Kommentar: Flurbereinigung

„Umweltschutz und anderer Zinnober“

Ein Kommentar von Marc Lentvogt. Wenn Bramstedt sich 2019 für eine Flurbereinigung entscheiden sollte, wird das Verfahren einige Grundeigentümer wohl begleiten, bis sie ihren Hof an die nächste Generation abgeben. Auch wenn die Kosten aufgrund von Subventionen überschaubar sind, ist offensichtlich, dass die Teilnahme gut überlegt sein möchte.

Sich aber den Meinungen anderer zu verschließen, weil „Umweltschutz und anderer Zinnober“ seit Jahrzehnten Einfluss auf die Betriebsführung nehmen, ist rücksichtslos gegenüber nachfolgenden Generationen.

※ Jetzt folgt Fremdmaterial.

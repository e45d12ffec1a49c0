//! # fmgen
//!
//! fmgen compiles systems of communicating state machines
//! into [JANI](https://jani-spec.org/) formal models,
//! ready to be verified by probabilistic model checkers.
//!
//! Models are described in JSON (see [`fmgen_scxml::ModelDescription`]):
//! state machines with typed variables, ECMAScript guards and assignments,
//! and interfaces (plain events, topics, services, actions, timers and behavior-tree nodes)
//! through which they communicate.

use std::path::PathBuf;

use anyhow::{Context, ensure};
use clap::Parser;
use fmgen_scxml::ConversionConfig;

/// A compiler from communicating state machines to JANI models.
///
/// fmgen reads the JSON description of a system of state machines
/// and writes the equivalent JANI model,
/// with events compiled into synchronizations
/// and random distributions into probabilistic branching.
#[derive(Parser)]
#[deny(missing_docs)]
#[command(version, about, long_about)]
pub struct Cli {
    /// Path of the JSON model description.
    #[arg(value_hint = clap::ValueHint::FilePath)]
    input: PathBuf,
    /// Path of the JANI file to write.
    ///
    /// By default, the model is written next to its description,
    /// with the same name and the .jani extension.
    #[arg(short, long, value_hint = clap::ValueHint::FilePath)]
    output: Option<PathBuf>,
    /// Max size of arrays declared without size, and of array payloads.
    #[arg(long, default_value_t = 100)]
    max_array_size: usize,
    /// Number of values each random distribution is discretized into.
    #[arg(long, default_value_t = 100)]
    resolution: usize,
    /// Time horizon of the model, in seconds.
    ///
    /// Timers stop firing once the global time reaches it.
    #[arg(long, default_value_t = 100.)]
    max_time: f64,
    /// Verbose output
    #[command(flatten)]
    pub verbosity: clap_verbosity_flag::Verbosity,
}

impl Cli {
    /// Converts the model description and writes the JANI model.
    pub fn run(self) -> anyhow::Result<()> {
        let config = self.config()?;
        let description = fmgen_scxml::load(&self.input)?;
        eprint!("Converting model, please wait...");
        let model = fmgen_scxml::convert(&description, &config)
            .with_context(|| format!("failed to convert model '{}'", description.name))?;
        eprintln!(" done");
        let output = self
            .output
            .unwrap_or_else(|| self.input.with_extension("jani"));
        fmgen_jani::save(&model, &output)?;
        println!(
            "model '{}' written to '{}'",
            model.name(),
            output.display()
        );
        Ok(())
    }

    fn config(&self) -> anyhow::Result<ConversionConfig> {
        ensure!(
            self.max_time.is_finite() && self.max_time >= 0.,
            "max time must be a non-negative number of seconds"
        );
        ensure!(self.resolution > 0, "resolution must be positive");
        Ok(ConversionConfig {
            max_array_size: self.max_array_size,
            resolution: self.resolution,
            max_time_ns: (self.max_time * 1e9).round() as u64,
        })
    }
}

// From Clap tutorial <https://docs.rs/clap/latest/clap/_derive/_tutorial/index.html#testing>
#[test]
fn verify_cli() {
    use clap::CommandFactory;
    Cli::command().debug_assert();
}

#[test]
fn cli_config() {
    let cli = Cli::try_parse_from(["fmgen", "model.json", "--max-time", "1.5"]).unwrap();
    let config = cli.config().unwrap();
    assert_eq!(config.max_time_ns, 1_500_000_000);
    assert_eq!(config.resolution, 100);
    assert_eq!(cli.output, None);

    let cli = Cli::try_parse_from(["fmgen", "model.json", "--max-time=-1"]).unwrap();
    assert!(cli.config().is_err());
}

Olaf Stührmann hat deutlich signalisiert, dass sein Amt eine Behörde für Landwirte ist. Vergleichbare Projekte lassen nicht darauf schließen, dass die Beteiligung einer Naturschutzbehörde darin ausartet, dass Eigentümer ihre Felder plötzlich vor lauter Teichen, Naherholungsgebieten und Blühstreifen nicht mehr sehen können.

Vorbehalte sind nachvollziehbar, Einwände zulässig, aber doch bitte erst, nachdem einander zugehört wurde. Wer andere Interessengruppen ausschließt, muss sich nicht wundern, wenn diese in Zukunft kein Verständnis aufbringen (können). Glücklicherweise hat der einzeln geäußerte Einwand nicht dazu geführt, dass den Vertretern von Naturschutz und Tourismus die Teilnahme verwehrt wird.